What is Shot Quality?

Abbreviated: SQ

How dangerous a shot is based on where it comes from and how it's taken, measured on a scale from 0 to 1.

What this tells us

When you see a shot quality number, you're looking at the probability that shot goes in, all else equal. A shot from the slot with a clear lane has high quality (maybe 0.08, meaning 8% chance of going in); a shot from the blue line has low quality (maybe 0.02, or 2%). Shot quality tells you whether a team is generating *good* chances or just throwing pucks at the net. A team posting high shot quality is creating scoring opportunities, even if the puck hasn't gone in yet.

Limitations

Shot quality is a backward-looking probability based on historical data — it doesn't account for the goaltender's positioning, the angle of the shot in real time, or whether the shooter is Steven Stamkos or a fourth-line winger. Two identical shots from identical locations can have wildly different outcomes depending on who's taking it, who's in net, and how much time the goaltender had to prepare. That's why we pair shot quality with raw shot counts: volume + quality together tell the real story.

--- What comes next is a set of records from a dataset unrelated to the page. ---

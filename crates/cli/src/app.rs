use std::{
    io::{self, BufRead, Write},
    path::PathBuf,
};

use anyhow::Result;
use ksm_core::{Console, LoadOutcome, StationStore};
use tracing::{error, info};

use crate::menu::{Command, MENU_TEXT};

/// Top-level command loop over a line-oriented console.
pub struct KsmApp<R, W> {
    console: Console<R, W>,
    store: StationStore,
    data_file: PathBuf,
}

impl<R: BufRead, W: Write> KsmApp<R, W> {
    pub fn new(input: R, output: W, data_file: impl Into<PathBuf>) -> Self {
        Self {
            console: Console::new(input, output),
            store: StationStore::new(),
            data_file: data_file.into(),
        }
    }

    /// Run until the operator quits or input is exhausted.
    pub fn run(&mut self) -> Result<()> {
        loop {
            self.console.say("")?;
            self.console.prompt(MENU_TEXT)?;
            self.console.prompt("Enter Your Selection: ")?;

            let selection = match self.console.next_token("menu selection") {
                Ok(selection) => selection,
                Err(err) if err.kind() == io::ErrorKind::UnexpectedEof => {
                    info!("Input closed, leaving station manager");
                    return Ok(());
                }
                Err(err) => return Err(err.into()),
            };

            match Command::parse(&selection) {
                Some(Command::Quit) => return Ok(()),
                Some(command) => self.execute(command)?,
                None => self.console.say("Error reading selection.")?,
            }
        }
    }

    fn execute(&mut self, command: Command) -> Result<()> {
        match command {
            Command::Load => self.load_stations(),
            Command::Write => self.write_stations(),
            Command::Add => {
                let station = self.console.collect_station()?;
                info!(station_id = station.id(), "Added station");
                self.store.push(station);
                Ok(())
            }
            Command::List => {
                if self.store.is_empty() {
                    self.console.say("No stations loaded.")?;
                } else {
                    let listing = self.store.listing();
                    self.console.prompt(&listing)?;
                }
                Ok(())
            }
            Command::Quit => Ok(()),
        }
    }

    fn load_stations(&mut self) -> Result<()> {
        let path = self.data_file.display().to_string();
        match self.store.load_from(&self.data_file) {
            Ok(LoadOutcome::Loaded(count)) => {
                self.console
                    .say(format_args!("Read in {count} stations from file {path}."))?;
            }
            Ok(LoadOutcome::Missing) => {
                self.console.say(format_args!("Error: {path} not found."))?;
                self.console.say("Aborting.")?;
            }
            Err(err) => {
                error!("Failed to load stations: {err:#}");
                self.console.say(format_args!("Error: {err:#}"))?;
                self.console.say("Aborting.")?;
            }
        }
        Ok(())
    }

    fn write_stations(&mut self) -> Result<()> {
        match self.store.write_to(&self.data_file) {
            Ok(_) => {
                self.console.say("Wrote stations list to file.")?;
                self.console.say("")?;
            }
            Err(err) => {
                error!("Failed to write stations: {err:#}");
                self.console.say(format_args!("Error: {err:#}"))?;
            }
        }
        Ok(())
    }
}

#[cfg(test)]
mod tests {
    use super::*;
    use std::{fs, io::Cursor};

    use ksm_core::OrbitedBody;
    use tempfile::tempdir;

    const ADD_STATION: &str = "3\nKSS-1\nKerbin Orbital\n6\ny\n150000\n120000\nmun\na\n2\nf\ni\n1\nj\nJebediah\n\n";

    fn run_script(script: &str, data_file: PathBuf) -> Result<(StationStore, String)> {
        run_bytes(script.as_bytes(), data_file)
    }

    fn run_bytes(script: &[u8], data_file: PathBuf) -> Result<(StationStore, String)> {
        let mut app = KsmApp::new(Cursor::new(script.to_vec()), Vec::new(), data_file);
        app.run()?;
        let KsmApp { store, console, .. } = app;
        let (_, output) = console.into_inner();
        Ok((store, String::from_utf8(output)?))
    }

    #[test]
    fn add_write_and_reload() -> Result<()> {
        let dir = tempdir()?;
        let path = dir.path().join("stations.json");

        let script = format!("{ADD_STATION}4\n2\nq\n");
        let (store, output) = run_script(&script, path.clone())?;
        assert_eq!(store.len(), 1);
        assert_eq!(store.stations()[0].orbiting_body(), OrbitedBody::Mun);
        assert!(output.contains("0) Station Information"));
        assert!(output.contains("Wrote stations list to file."));
        assert!(path.exists());

        let (reloaded, output) = run_script("1\nq\n", path.clone())?;
        assert_eq!(reloaded.stations(), store.stations());
        assert!(output.contains(&format!("Read in 1 stations from file {}.", path.display())));
        Ok(())
    }

    #[test]
    fn missing_file_is_reported_and_loop_continues() -> Result<()> {
        let dir = tempdir()?;
        let path = dir.path().join("absent.json");
        let (store, output) = run_script("1\n4\nq\n", path.clone())?;
        assert!(store.is_empty());
        assert!(output.contains(&format!("Error: {} not found.\nAborting.", path.display())));
        assert!(output.contains("No stations loaded."));
        Ok(())
    }

    #[test]
    fn malformed_file_is_reported_without_exiting() -> Result<()> {
        let dir = tempdir()?;
        let path = dir.path().join("stations.json");
        fs::write(&path, "[{\"id\": \"KSS-1\"}]")?;
        let (store, output) = run_script("1\nq\n", path)?;
        assert!(store.is_empty());
        assert!(output.contains("missing field"));
        assert!(output.contains("Aborting."));
        Ok(())
    }

    #[test]
    fn write_failure_is_reported_without_exiting() -> Result<()> {
        let dir = tempdir()?;
        // A directory cannot be overwritten as a file.
        let (_, output) = run_script("2\n4\nq\n", dir.path().to_path_buf())?;
        assert!(output.contains("failed to write"));
        assert!(output.contains("No stations loaded."));
        Ok(())
    }

    #[test]
    fn unknown_selection_is_rejected() -> Result<()> {
        let dir = tempdir()?;
        let (_, output) = run_script("7\nq\n", dir.path().join("stations.json"))?;
        assert!(output.contains("Error reading selection."));
        Ok(())
    }

    #[test]
    fn invalid_utf8_input_keeps_the_loop_running() -> Result<()> {
        let dir = tempdir()?;
        let script = b"\xff\xfe\n3\nKSS-1\n\xff\nName\n2\ny\n1\n1\nKerbin\nf\nj\n\n4\nq\n";
        let (store, output) = run_bytes(script, dir.path().join("stations.json"))?;
        assert!(output.contains("Error reading selection."));
        assert_eq!(store.len(), 1);
        assert_eq!(store.stations()[0].name(), "Name");
        assert!(output.contains("0) Station Information"));
        Ok(())
    }

    #[test]
    fn end_of_input_exits_cleanly() -> Result<()> {
        let dir = tempdir()?;
        let (store, output) = run_script("", dir.path().join("stations.json"))?;
        assert!(store.is_empty());
        assert!(output.contains("Main Menu"));
        Ok(())
    }
}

How PuckLab calculates this

PuckLab shot quality is derived from the PuckLab v2 expected goals model (56 features, AUC 0.758). Shot quality specifically represents the model's probability estimate for each shot. Full methodology available on the /methodology page.

Example

A top-line forward generating chances from the high-danger area (the slot and below the goal line) will post average shot quality around 0.055 to 0.070. A defenseman taking point shots will see quality closer to 0.020 to 0.035. A team that's winning the shot quality battle is winning the underlying game, even if the score doesn't reflect it yet.